<<<<
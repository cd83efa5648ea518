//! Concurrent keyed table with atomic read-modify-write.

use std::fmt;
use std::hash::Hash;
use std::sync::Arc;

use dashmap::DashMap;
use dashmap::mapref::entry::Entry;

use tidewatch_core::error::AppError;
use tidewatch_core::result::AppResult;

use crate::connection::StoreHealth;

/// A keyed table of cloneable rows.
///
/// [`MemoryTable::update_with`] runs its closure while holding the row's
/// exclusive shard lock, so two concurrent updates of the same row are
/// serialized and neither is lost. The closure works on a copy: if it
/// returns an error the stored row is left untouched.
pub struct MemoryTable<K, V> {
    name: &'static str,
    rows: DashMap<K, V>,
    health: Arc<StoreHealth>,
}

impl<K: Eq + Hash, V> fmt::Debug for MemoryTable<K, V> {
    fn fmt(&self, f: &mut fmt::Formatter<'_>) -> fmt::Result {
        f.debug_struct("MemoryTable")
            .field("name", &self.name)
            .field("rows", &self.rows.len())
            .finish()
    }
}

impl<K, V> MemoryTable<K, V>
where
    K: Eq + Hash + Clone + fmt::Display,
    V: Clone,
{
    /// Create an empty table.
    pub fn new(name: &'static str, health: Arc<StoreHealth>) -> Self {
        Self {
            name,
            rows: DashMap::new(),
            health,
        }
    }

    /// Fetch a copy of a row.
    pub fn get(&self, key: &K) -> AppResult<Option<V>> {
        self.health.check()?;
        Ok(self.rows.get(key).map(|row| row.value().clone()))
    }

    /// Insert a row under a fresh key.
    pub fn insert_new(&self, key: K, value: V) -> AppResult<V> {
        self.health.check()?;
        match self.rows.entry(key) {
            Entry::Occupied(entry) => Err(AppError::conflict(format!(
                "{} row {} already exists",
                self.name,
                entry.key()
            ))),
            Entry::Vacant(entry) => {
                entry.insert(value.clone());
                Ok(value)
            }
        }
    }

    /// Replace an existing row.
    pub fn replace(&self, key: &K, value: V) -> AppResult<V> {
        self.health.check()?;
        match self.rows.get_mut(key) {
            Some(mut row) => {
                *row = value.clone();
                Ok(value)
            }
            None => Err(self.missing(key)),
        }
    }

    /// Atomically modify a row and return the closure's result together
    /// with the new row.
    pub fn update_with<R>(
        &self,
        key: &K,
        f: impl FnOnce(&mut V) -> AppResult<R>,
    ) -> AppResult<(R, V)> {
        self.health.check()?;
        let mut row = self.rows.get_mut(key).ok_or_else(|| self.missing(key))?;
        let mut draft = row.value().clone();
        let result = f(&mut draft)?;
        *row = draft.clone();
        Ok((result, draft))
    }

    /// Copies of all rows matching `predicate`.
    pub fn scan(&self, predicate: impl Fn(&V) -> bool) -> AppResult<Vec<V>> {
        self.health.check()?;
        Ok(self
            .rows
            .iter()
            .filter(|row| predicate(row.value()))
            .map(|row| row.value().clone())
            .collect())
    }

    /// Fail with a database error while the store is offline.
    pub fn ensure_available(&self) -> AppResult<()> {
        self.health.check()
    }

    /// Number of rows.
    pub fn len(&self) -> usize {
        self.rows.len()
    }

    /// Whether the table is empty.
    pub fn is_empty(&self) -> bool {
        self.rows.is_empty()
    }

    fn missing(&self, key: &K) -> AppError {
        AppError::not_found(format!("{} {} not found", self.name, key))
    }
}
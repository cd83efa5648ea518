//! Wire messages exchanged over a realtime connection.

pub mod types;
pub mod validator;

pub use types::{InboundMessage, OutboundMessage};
>>>>
* [ACTION ITEM] Make a precise copy of the records in their entirety.

* [RESPONSE TO THE EXERCISE]
repository cd83efa5648ea518
//! Concurrent keyed table with atomic read-modify-write.

use std::fmt;
use std::hash::Hash;
use std::sync::Arc;

use dashmap::DashMap;
use dashmap::mapref::entry::Entry;

use tidewatch_core::error::AppError;
use tidewatch_core::result::AppResult;

use crate::connection::StoreHealth;

/// A keyed table of cloneable rows.
///
/// [`MemoryTable::update_with`] runs its closure while holding the row's
/// exclusive shard lock, so two concurrent updates of the same row are
/// serialized and neither is lost. The closure works on a copy: if it
/// returns an error the stored row is left untouched.
pub struct MemoryTable<K, V> {
    name: &'static str,
    rows: DashMap<K, V>,
    health: Arc<StoreHealth>,
}

impl<K: Eq + Hash, V> fmt::Debug for MemoryTable<K, V> {
    fn fmt(&self, f: &mut fmt::Formatter<'_>) -> fmt::Result {
        f.debug_struct("MemoryTable")
            .field("name", &self.name)
            .field("rows", &self.rows.len())
            .finish()
    }
}

impl<K, V> MemoryTable<K, V>
where
    K: Eq + Hash + Clone + fmt::Display,
    V: Clone,
{
    /// Create an empty table.
    pub fn new(name: &'static str, health: Arc<StoreHealth>) -> Self {
        Self {
            name,
            rows: DashMap::new(),
            health,
        }
    }

    /// Fetch a copy of a row.
    pub fn get(&self, key: &K) -> AppResult<Option<V>> {
        self.health.check()?;
        Ok(self.rows.get(key).map(|row| row.value().clone()))
    }

    /// Insert a row under a fresh key.
    pub fn insert_new(&self, key: K, value: V) -> AppResult<V> {
        self.health.check()?;
        match self.rows.entry(key) {
            Entry::Occupied(entry) => Err(AppError::conflict(format!(
                "{} row {} already exists",
                self.name,
                entry.key()
            ))),
            Entry::Vacant(entry) => {
                entry.insert(value.clone());
                Ok(value)
            }
        }
    }

    /// Replace an existing row.
    pub fn replace(&self, key: &K, value: V) -> AppResult<V> {
        self.health.check()?;
        match self.rows.get_mut(key) {
            Some(mut row) => {
                *row = value.clone();
                Ok(value)
            }
            None => Err(self.missing(key)),
        }
    }

    /// Atomically modify a row and return the closure's result together
    /// with the new row.
    pub fn update_with<R>(
        &self,
        key: &K,
        f: impl FnOnce(&mut V) -> AppResult<R>,
    ) -> AppResult<(R, V)> {
        self.health.check()?;
        let mut row = self.rows.get_mut(key).ok_or_else(|| self.missing(key))?;
        let mut draft = row.value().clone();
        let result = f(&mut draft)?;
        *row = draft.clone();
        Ok((result, draft))
    }

    /// Copies of all rows matching `predicate`.
    pub fn scan(&self, predicate: impl Fn(&V) -> bool) -> AppResult<Vec<V>> {
        self.health.check()?;
        Ok(self
            .rows
            .iter()
            .filter(|row| predicate(row.value()))
            .map(|row| row.value().clone())
            .collect())
    }

    /// Fail with a database error while the store is offline.
    pub fn ensure_available(&self) -> AppResult<()> {
        self.health.check()
    }

    /// Number of rows.
    pub fn len(&self) -> usize {
        self.rows.len()
    }

    /// Whether the table is empty.
    pub fn is_empty(&self) -> bool {
        self.rows.is_empty()
    }

    fn missing(&self, key: &K) -> AppError {
        AppError::not_found(format!("{} {} not found", self.name, key))
    }
}
repository cd83efa5648ea518
//! Wire messages exchanged over a realtime connection.

pub mod types;
pub mod validator;

pub use types::{InboundMessage, OutboundMessage};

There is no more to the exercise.